- EXERCISE MATERIAL -
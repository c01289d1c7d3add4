//! # Periodic Tasks
//!
//! Four independent loops share the [`AppState`]: the lifecycle sweep, the
//! statistics refresh, the snapshot sampler and the persister. Each one ticks
//! on its own interval and exits when the shared [`CancellationToken`] fires.

use std::future::Future;
use std::time::Duration;

use chrono::Utc;
use tokio::task::JoinHandle;
use tokio::time::{interval_at, Instant, MissedTickBehavior};
use tokio_util::sync::CancellationToken;
use tracing::{debug, info, warn};

use crate::http::AppState;

#[derive(Debug, Clone, Copy, PartialEq, Eq)]
pub struct TaskIntervals {
    pub sweep: Duration,
    pub stats: Duration,
    pub snapshot: Duration,
    pub persist: Duration,
}

impl Default for TaskIntervals {
    fn default() -> Self {
        Self {
            sweep: Duration::from_secs(10),
            stats: Duration::from_secs(5),
            snapshot: Duration::from_secs(300),
            persist: Duration::from_secs(60),
        }
    }
}

/// Handles of the running loops.
pub struct PeriodicTasks {
    handles: Vec<(&'static str, JoinHandle<()>)>,
}

impl PeriodicTasks {
    pub fn len(&self) -> usize {
        self.handles.len()
    }

    pub fn is_empty(&self) -> bool {
        self.handles.is_empty()
    }

    /// Waits for every loop to return. Call after cancelling the token.
    pub async fn join(self) {
        for (name, handle) in self.handles {
            if let Err(err) = handle.await {
                warn!(task = name, error = %err, "periodic task ended abnormally");
            }
        }
    }
}

pub fn spawn_periodic_tasks(state: AppState, intervals: TaskIntervals, shutdown: CancellationToken) -> PeriodicTasks {
    let mut handles = Vec::with_capacity(4);

    let sweeper = state.clone();
    handles.push((
        "sweeper",
        spawn_loop("sweeper", intervals.sweep, true, shutdown.clone(), move || {
            let state = sweeper.clone();
            async move {
                let report = state.engine.lock().await.sweep(Utc::now());
                if !report.is_empty() {
                    info!(
                        pruned = report.pruned_readings,
                        archived = ?report.archived_devices,
                        removed_receivers = ?report.removed_receivers,
                        "lifecycle sweep"
                    );
                }
            }
        }),
    ));

    let stats = state.clone();
    handles.push((
        "stats",
        spawn_loop("stats", intervals.stats, true, shutdown.clone(), move || {
            let state = stats.clone();
            async move {
                let stats = state.engine.lock().await.refresh_stats(Utc::now());
                debug!(
                    total_steps = stats.total_steps,
                    active_devices = stats.active_devices,
                    active_receivers = stats.active_receivers,
                    "statistics refreshed"
                );
            }
        }),
    ));

    let sampler = state.clone();
    handles.push((
        "sampler",
        spawn_loop("sampler", intervals.snapshot, false, shutdown.clone(), move || {
            let state = sampler.clone();
            async move {
                let snapshot = state.engine.lock().await.record_snapshot(Utc::now());
                debug!(
                    total_steps = snapshot.total_steps,
                    offline = snapshot.offline_devices.len(),
                    "system snapshot recorded"
                );
            }
        }),
    ));

    let persister = state;
    handles.push((
        "persister",
        spawn_loop("persister", intervals.persist, false, shutdown, move || {
            let state = persister.clone();
            async move {
                if let Err(err) = state.persist().await {
                    warn!(error = %err, "periodic persistence failed, retrying next cycle");
                }
            }
        }),
    ));

    PeriodicTasks { handles }
}

fn spawn_loop<F, Fut>(
    name: &'static str,
    period: Duration,
    run_immediately: bool,
    shutdown: CancellationToken,
    mut tick: F,
) -> JoinHandle<()>
where
    F: FnMut() -> Fut + Send + 'static,
    Fut: Future<Output = ()> + Send + 'static,
{
    tokio::spawn(async move {
        let period = period.max(Duration::from_millis(1));
        let start = if run_immediately { Instant::now() } else { Instant::now() + period };
        let mut ticker = interval_at(start, period);
        ticker.set_missed_tick_behavior(MissedTickBehavior::Delay);
        debug!(task = name, ?period, "periodic task started");

        loop {
            tokio::select! {
                _ = shutdown.cancelled() => {
                    info!(task = name, "periodic task received shutdown signal");
                    break;
                }
                _ = ticker.tick() => tick().await,
            }
        }
    })
}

- DIRECTIONS FOR THIS TASK -
Would you please copy every line from the listing above that contains the word "Future"?

- RESPONSE -
use std::future::Future;
    Fut: Future<Output = ()> + Send + 'static,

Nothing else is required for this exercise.